Stored data entries
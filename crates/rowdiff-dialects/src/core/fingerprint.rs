//! Client-side group fingerprint combination.
//!
//! The SQL aggregate produced by
//! [`Dialect::aggregate_hash`](super::traits::Dialect::aggregate_hash)
//! reduces a chunk of rows to one XOR-combined scalar. When the diff engine
//! splits a chunk and compares sub-chunks, it recombines their group
//! fingerprints client-side with the same XOR semantics.

use std::ops::{BitXor, BitXorAssign};

use serde::{Deserialize, Serialize};

/// A single integer summarizing a value, row, or group of rows.
#[derive(
    Debug, Clone, Copy, PartialEq, Eq, Hash, Default, Serialize, Deserialize,
)]
#[serde(transparent)]
pub struct Fingerprint(pub i64);

impl Fingerprint {
    /// Combine with another fingerprint. Commutative and associative, so the
    /// result is independent of combination order.
    pub fn combine(self, other: Fingerprint) -> Fingerprint {
        Fingerprint(self.0 ^ other.0)
    }
}

impl BitXor for Fingerprint {
    type Output = Fingerprint;

    fn bitxor(self, rhs: Fingerprint) -> Fingerprint {
        self.combine(rhs)
    }
}

impl BitXorAssign for Fingerprint {
    fn bitxor_assign(&mut self, rhs: Fingerprint) {
        self.0 ^= rhs.0;
    }
}

impl From<i64> for Fingerprint {
    fn from(v: i64) -> Self {
        Fingerprint(v)
    }
}

/// Fold a set of fingerprints into one group fingerprint.
///
/// The identity element is `Fingerprint(0)`, matching the SQL aggregate over
/// an empty group.
pub fn combine<I>(fingerprints: I) -> Fingerprint
where
    I: IntoIterator<Item = Fingerprint>,
{
    fingerprints
        .into_iter()
        .fold(Fingerprint::default(), Fingerprint::combine)
}

#[cfg(test)]
mod tests {
    use super::*;

    #[test]
    fn test_combine_is_order_independent() {
        let a = [3, 99, -7, i64::MAX, 42].map(Fingerprint);
        let b = [42, -7, 3, i64::MAX, 99].map(Fingerprint);
        assert_eq!(combine(a), combine(b));
    }

    #[test]
    fn test_empty_group_is_zero() {
        assert_eq!(combine([]), Fingerprint(0));
    }

    // Guards the accepted tradeoff of this checksum family: a value present
    // an even number of times cancels to the same aggregate as its absence.
    // If this test starts failing, the aggregate semantics changed out from
    // under the diff engine.
    #[test]
    fn test_even_duplicates_cancel() {
        let base = combine([Fingerprint(11), Fingerprint(52)]);
        let with_pair = combine([
            Fingerprint(11),
            Fingerprint(52),
            Fingerprint(907),
            Fingerprint(907),
        ]);
        assert_eq!(base, with_pair);
    }

    #[test]
    fn test_odd_duplicates_survive() {
        let base = combine([Fingerprint(11)]);
        let with_triple = combine([
            Fingerprint(11),
            Fingerprint(907),
            Fingerprint(907),
            Fingerprint(907),
        ]);
        assert_eq!(with_triple, base ^ Fingerprint(907));
    }

    #[test]
    fn test_xor_assign() {
        let mut fp = Fingerprint(0b1100);
        fp ^= Fingerprint(0b1010);
        assert_eq!(fp, Fingerprint(0b0110));
    }
}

# What you will do
Each entry above needs to be output exactly.

# Response to the task
filename crates/rowdiff-dialects/src/core/fingerprint.rs
//! Client-side group fingerprint combination.
//!
//! The SQL aggregate produced by
//! [`Dialect::aggregate_hash`](super::traits::Dialect::aggregate_hash)
//! reduces a chunk of rows to one XOR-combined scalar. When the diff engine
//! splits a chunk and compares sub-chunks, it recombines their group
//! fingerprints client-side with the same XOR semantics.

use std::ops::{BitXor, BitXorAssign};

use serde::{Deserialize, Serialize};

/// A single integer summarizing a value, row, or group of rows.
#[derive(
    Debug, Clone, Copy, PartialEq, Eq, Hash, Default, Serialize, Deserialize,
)]
#[serde(transparent)]
pub struct Fingerprint(pub i64);

impl Fingerprint {
    /// Combine with another fingerprint. Commutative and associative, so the
    /// result is independent of combination order.
    pub fn combine(self, other: Fingerprint) -> Fingerprint {
        Fingerprint(self.0 ^ other.0)
    }
}

impl BitXor for Fingerprint {
    type Output = Fingerprint;

    fn bitxor(self, rhs: Fingerprint) -> Fingerprint {
        self.combine(rhs)
    }
}

impl BitXorAssign for Fingerprint {
    fn bitxor_assign(&mut self, rhs: Fingerprint) {
        self.0 ^= rhs.0;
    }
}

impl From<i64> for Fingerprint {
    fn from(v: i64) -> Self {
        Fingerprint(v)
    }
}

/// Fold a set of fingerprints into one group fingerprint.
///
/// The identity element is `Fingerprint(0)`, matching the SQL aggregate over
/// an empty group.
pub fn combine<I>(fingerprints: I) -> Fingerprint
where
    I: IntoIterator<Item = Fingerprint>,
{
    fingerprints
        .into_iter()
        .fold(Fingerprint::default(), Fingerprint::combine)
}

#[cfg(test)]
mod tests {
    use super::*;

    #[test]
    fn test_combine_is_order_independent() {
        let a = [3, 99, -7, i64::MAX, 42].map(Fingerprint);
        let b = [42, -7, 3, i64::MAX, 99].map(Fingerprint);
        assert_eq!(combine(a), combine(b));
    }

    #[test]
    fn test_empty_group_is_zero() {
        assert_eq!(combine([]), Fingerprint(0));
    }

    // Guards the accepted tradeoff of this checksum family: a value present
    // an even number of times cancels to the same aggregate as its absence.
    // If this test starts failing, the aggregate semantics changed out from
    // under the diff engine.
    #[test]
    fn test_even_duplicates_cancel() {
        let base = combine([Fingerprint(11), Fingerprint(52)]);
        let with_pair = combine([
            Fingerprint(11),
            Fingerprint(52),
            Fingerprint(907),
            Fingerprint(907),
        ]);
        assert_eq!(base, with_pair);
    }

    #[test]
    fn test_odd_duplicates_survive() {
        let base = combine([Fingerprint(11)]);
        let with_triple = combine([
            Fingerprint(11),
            Fingerprint(907),
            Fingerprint(907),
            Fingerprint(907),
        ]);
        assert_eq!(with_triple, base ^ Fingerprint(907));
    }

    #[test]
    fn test_xor_assign() {
        let mut fp = Fingerprint(0b1100);
        fp ^= Fingerprint(0b1010);
        assert_eq!(fp, Fingerprint(0b0110));
    }
}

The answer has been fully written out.